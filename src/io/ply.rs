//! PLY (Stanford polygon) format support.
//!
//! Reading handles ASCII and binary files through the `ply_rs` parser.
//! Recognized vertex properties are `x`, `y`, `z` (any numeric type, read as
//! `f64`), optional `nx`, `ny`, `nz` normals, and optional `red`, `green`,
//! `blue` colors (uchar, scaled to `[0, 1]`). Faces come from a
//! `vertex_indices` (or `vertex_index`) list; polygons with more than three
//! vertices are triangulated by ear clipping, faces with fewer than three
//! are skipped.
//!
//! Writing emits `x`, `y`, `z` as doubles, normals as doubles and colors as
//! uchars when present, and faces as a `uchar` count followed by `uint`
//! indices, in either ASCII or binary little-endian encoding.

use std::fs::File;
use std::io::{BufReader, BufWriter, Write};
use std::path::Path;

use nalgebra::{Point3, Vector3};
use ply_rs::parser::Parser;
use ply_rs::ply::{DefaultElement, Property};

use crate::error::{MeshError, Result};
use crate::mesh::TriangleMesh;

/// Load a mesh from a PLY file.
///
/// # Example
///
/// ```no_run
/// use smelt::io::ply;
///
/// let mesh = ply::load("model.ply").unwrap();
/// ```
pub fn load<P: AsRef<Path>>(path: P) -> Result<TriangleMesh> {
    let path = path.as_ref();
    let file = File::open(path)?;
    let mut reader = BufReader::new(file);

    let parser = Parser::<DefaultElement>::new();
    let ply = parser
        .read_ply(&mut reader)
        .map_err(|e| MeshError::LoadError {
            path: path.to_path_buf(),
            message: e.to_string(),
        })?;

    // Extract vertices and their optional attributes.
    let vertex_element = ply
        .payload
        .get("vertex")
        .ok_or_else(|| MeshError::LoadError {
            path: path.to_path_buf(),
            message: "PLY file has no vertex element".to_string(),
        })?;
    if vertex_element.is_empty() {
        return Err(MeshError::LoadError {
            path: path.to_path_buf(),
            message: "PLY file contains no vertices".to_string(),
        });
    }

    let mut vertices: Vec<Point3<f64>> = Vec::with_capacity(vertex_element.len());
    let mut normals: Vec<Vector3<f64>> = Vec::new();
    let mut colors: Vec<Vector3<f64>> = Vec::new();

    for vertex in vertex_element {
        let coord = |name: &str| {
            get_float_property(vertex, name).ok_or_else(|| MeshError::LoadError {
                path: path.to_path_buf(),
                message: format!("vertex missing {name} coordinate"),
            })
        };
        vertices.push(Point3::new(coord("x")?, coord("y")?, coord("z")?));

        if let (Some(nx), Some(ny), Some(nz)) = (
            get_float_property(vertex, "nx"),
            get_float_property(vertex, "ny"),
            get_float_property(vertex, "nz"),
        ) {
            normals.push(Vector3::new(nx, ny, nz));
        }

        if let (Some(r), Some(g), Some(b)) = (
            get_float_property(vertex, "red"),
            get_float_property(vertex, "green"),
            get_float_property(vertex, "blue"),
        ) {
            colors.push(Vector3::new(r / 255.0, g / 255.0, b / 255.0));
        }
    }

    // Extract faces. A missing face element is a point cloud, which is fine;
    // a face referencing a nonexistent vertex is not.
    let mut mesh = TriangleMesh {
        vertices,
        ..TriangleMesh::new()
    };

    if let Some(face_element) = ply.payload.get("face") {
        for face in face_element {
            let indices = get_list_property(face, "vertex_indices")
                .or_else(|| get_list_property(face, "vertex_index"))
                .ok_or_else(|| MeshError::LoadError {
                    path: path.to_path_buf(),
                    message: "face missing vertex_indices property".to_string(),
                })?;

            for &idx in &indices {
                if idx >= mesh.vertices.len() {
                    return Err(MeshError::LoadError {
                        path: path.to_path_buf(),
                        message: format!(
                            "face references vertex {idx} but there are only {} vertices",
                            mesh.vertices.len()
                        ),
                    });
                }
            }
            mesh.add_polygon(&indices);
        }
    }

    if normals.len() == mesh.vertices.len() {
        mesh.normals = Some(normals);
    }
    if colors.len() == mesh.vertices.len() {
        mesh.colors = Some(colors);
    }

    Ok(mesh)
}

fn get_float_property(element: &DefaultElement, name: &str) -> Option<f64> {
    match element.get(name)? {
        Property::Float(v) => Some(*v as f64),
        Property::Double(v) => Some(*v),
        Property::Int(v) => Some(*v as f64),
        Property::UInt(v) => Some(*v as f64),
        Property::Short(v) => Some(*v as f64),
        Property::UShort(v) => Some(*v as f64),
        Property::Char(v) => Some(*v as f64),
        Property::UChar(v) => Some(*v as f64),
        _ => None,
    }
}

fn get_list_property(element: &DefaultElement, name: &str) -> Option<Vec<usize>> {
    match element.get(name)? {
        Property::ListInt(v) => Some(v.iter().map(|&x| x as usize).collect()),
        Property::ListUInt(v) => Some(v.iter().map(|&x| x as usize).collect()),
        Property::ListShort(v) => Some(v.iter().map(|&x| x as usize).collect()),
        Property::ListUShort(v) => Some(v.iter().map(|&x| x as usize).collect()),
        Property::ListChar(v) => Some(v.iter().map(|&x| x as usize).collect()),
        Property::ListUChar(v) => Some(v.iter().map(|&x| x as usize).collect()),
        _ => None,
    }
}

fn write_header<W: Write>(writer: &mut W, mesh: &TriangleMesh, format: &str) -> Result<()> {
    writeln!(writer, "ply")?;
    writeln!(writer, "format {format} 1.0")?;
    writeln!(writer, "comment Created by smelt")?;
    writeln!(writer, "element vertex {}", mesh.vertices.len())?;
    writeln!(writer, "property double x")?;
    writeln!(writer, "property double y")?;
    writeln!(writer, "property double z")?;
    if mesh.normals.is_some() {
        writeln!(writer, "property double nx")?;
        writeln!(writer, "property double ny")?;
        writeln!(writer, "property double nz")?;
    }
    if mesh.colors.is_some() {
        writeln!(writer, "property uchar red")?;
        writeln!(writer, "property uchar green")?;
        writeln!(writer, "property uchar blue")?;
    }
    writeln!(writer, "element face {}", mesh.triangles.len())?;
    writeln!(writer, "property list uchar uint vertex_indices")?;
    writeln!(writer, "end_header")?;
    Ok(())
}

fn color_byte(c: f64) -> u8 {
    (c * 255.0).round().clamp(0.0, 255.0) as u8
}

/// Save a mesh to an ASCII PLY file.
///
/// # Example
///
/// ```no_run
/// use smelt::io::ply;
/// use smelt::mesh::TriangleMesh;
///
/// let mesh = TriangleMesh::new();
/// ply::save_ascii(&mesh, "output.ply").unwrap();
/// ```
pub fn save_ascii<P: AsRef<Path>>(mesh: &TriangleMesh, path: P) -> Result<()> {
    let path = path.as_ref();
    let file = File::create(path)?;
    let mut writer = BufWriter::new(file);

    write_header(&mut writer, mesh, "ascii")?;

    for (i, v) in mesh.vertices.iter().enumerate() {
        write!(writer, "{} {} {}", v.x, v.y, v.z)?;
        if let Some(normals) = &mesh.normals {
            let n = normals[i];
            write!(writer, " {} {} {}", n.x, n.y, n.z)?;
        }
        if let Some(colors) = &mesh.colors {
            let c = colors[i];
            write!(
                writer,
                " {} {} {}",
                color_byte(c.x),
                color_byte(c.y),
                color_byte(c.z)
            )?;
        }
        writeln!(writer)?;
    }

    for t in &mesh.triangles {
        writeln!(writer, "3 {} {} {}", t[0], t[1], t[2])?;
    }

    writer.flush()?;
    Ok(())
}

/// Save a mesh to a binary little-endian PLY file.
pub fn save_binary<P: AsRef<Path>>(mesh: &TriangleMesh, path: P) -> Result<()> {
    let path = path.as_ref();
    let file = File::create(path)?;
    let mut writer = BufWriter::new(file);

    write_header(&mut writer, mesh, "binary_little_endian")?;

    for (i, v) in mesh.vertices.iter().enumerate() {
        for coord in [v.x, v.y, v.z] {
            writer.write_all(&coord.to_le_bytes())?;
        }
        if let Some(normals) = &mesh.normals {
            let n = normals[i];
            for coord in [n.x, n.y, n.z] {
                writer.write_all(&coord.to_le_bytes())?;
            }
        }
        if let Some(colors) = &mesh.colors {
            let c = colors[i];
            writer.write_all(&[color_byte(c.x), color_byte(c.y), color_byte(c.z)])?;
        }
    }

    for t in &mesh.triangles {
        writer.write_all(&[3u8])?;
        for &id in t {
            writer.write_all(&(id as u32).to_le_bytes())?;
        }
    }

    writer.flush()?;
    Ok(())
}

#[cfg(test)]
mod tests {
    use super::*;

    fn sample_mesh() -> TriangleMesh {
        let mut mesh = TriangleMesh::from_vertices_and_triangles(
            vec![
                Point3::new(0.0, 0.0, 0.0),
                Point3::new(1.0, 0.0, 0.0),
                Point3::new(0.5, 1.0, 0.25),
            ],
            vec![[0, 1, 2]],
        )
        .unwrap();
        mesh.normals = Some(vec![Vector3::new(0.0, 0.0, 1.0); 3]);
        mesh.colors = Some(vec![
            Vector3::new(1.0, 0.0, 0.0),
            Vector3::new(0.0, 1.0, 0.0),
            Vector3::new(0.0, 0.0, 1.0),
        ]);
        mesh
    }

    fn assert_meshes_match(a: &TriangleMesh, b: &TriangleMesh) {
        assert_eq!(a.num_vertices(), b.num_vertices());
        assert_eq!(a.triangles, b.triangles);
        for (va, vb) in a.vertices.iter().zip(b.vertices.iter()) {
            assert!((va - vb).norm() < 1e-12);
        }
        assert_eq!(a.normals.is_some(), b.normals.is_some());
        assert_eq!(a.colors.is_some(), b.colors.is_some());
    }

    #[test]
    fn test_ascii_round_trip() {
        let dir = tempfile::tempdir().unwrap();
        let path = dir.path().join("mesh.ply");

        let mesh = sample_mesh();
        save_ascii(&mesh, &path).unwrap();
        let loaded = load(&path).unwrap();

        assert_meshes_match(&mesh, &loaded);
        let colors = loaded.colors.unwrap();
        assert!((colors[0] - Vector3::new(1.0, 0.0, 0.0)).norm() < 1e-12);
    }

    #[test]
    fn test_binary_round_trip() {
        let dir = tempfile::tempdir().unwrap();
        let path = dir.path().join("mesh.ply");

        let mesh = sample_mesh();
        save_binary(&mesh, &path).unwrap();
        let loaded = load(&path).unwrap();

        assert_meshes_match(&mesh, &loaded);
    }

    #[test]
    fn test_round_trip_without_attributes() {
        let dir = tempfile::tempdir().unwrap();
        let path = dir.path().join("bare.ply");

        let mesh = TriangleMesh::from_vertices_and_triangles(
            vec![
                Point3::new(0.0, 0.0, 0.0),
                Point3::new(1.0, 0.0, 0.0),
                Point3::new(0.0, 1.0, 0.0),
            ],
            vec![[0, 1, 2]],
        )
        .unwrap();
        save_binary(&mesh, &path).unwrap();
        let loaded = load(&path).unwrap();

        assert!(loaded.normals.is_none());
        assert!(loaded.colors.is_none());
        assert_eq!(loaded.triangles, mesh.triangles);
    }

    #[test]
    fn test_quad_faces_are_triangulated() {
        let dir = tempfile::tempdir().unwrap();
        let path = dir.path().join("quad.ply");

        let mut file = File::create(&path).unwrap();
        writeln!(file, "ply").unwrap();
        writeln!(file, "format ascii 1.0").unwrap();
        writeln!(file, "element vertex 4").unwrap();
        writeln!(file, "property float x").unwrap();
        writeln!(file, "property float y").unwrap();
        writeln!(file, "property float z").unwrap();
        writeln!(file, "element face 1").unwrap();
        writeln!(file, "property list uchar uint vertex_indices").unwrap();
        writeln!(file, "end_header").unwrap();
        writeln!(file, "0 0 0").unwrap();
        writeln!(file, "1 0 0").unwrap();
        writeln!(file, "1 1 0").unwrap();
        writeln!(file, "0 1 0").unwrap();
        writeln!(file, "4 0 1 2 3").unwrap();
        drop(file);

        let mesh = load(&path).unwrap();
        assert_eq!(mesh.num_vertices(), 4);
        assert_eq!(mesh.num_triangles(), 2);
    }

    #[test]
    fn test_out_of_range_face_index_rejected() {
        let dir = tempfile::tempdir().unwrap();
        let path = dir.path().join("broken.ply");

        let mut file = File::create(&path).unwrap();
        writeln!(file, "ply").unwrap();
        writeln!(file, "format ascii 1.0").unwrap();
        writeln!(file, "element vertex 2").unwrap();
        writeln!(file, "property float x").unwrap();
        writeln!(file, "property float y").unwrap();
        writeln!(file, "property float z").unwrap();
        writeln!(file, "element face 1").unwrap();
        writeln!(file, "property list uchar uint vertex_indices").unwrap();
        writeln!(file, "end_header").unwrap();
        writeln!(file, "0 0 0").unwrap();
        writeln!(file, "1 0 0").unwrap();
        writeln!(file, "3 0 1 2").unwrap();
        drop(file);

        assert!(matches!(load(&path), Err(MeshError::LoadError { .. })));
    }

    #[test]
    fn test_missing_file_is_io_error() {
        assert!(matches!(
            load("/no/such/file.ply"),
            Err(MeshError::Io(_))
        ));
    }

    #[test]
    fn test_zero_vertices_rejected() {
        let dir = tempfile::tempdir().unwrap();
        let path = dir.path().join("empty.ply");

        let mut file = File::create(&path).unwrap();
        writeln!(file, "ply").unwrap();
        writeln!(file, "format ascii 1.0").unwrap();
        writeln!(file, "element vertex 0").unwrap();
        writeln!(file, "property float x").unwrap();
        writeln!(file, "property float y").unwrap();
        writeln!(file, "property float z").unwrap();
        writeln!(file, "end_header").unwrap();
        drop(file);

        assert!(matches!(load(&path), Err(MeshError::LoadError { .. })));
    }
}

==

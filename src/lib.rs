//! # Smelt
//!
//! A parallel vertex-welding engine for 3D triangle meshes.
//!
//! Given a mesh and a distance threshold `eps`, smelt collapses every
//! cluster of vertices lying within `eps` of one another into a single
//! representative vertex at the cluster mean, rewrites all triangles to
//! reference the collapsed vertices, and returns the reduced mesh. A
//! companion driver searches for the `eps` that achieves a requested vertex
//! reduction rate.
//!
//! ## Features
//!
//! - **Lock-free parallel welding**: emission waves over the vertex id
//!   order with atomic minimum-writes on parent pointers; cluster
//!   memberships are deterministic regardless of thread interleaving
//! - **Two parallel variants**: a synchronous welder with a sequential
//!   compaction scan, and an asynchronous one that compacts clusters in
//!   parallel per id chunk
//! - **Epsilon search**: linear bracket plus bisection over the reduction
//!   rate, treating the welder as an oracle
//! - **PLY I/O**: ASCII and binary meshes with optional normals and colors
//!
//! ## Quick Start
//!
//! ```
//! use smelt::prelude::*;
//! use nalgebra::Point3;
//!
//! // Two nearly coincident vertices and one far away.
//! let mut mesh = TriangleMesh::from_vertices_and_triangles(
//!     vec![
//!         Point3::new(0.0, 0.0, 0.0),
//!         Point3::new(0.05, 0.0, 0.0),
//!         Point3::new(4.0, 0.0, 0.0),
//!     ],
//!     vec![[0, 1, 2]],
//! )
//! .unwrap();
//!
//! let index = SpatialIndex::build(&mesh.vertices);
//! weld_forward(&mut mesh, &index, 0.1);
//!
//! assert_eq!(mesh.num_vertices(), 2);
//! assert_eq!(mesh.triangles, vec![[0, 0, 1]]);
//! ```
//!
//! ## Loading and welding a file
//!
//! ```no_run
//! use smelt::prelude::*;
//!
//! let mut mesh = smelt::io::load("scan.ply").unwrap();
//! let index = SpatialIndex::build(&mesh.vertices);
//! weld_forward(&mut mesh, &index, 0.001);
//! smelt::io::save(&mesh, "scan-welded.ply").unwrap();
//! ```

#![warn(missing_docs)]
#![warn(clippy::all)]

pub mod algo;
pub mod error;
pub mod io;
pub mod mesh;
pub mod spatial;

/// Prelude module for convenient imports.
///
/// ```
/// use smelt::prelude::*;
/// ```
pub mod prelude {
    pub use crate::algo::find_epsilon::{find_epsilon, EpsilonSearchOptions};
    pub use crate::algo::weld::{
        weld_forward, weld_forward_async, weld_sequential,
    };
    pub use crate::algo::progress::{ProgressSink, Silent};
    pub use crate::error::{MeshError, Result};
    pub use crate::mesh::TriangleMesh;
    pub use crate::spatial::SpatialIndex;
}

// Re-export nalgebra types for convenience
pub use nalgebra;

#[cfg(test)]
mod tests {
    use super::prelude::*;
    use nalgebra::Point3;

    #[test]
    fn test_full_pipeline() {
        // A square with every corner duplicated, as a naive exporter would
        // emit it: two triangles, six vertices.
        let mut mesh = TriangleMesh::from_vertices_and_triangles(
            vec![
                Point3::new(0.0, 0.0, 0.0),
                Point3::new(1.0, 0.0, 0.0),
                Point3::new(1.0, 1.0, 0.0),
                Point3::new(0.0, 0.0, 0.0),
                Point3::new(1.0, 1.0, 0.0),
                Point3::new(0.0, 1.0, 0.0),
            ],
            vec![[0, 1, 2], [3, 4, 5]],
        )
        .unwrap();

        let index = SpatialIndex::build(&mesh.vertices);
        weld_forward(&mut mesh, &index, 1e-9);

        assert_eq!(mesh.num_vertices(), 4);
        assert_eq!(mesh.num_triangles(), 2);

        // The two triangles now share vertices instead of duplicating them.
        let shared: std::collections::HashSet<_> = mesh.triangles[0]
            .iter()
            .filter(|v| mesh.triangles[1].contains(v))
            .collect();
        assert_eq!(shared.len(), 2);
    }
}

HOW TO COMPLETE THIS TASK: Output exactly the lines of the material above from the one containing "for convenient imports." up to and including the one containing "weld_forward(&mut mesh, &index, 1e-9);".

EXPECTED OUTPUT:
/// Prelude module for convenient imports.
///
/// ```
/// use smelt::prelude::*;
/// ```
pub mod prelude {
    pub use crate::algo::find_epsilon::{find_epsilon, EpsilonSearchOptions};
    pub use crate::algo::weld::{
        weld_forward, weld_forward_async, weld_sequential,
    };
    pub use crate::algo::progress::{ProgressSink, Silent};
    pub use crate::error::{MeshError, Result};
    pub use crate::mesh::TriangleMesh;
    pub use crate::spatial::SpatialIndex;
}

// Re-export nalgebra types for convenience
pub use nalgebra;

#[cfg(test)]
mod tests {
    use super::prelude::*;
    use nalgebra::Point3;

    #[test]
    fn test_full_pipeline() {
        // A square with every corner duplicated, as a naive exporter would
        // emit it: two triangles, six vertices.
        let mut mesh = TriangleMesh::from_vertices_and_triangles(
            vec![
                Point3::new(0.0, 0.0, 0.0),
                Point3::new(1.0, 0.0, 0.0),
                Point3::new(1.0, 1.0, 0.0),
                Point3::new(0.0, 0.0, 0.0),
                Point3::new(1.0, 1.0, 0.0),
                Point3::new(0.0, 1.0, 0.0),
            ],
            vec![[0, 1, 2], [3, 4, 5]],
        )
        .unwrap();

        let index = SpatialIndex::build(&mesh.vertices);
        weld_forward(&mut mesh, &index, 1e-9);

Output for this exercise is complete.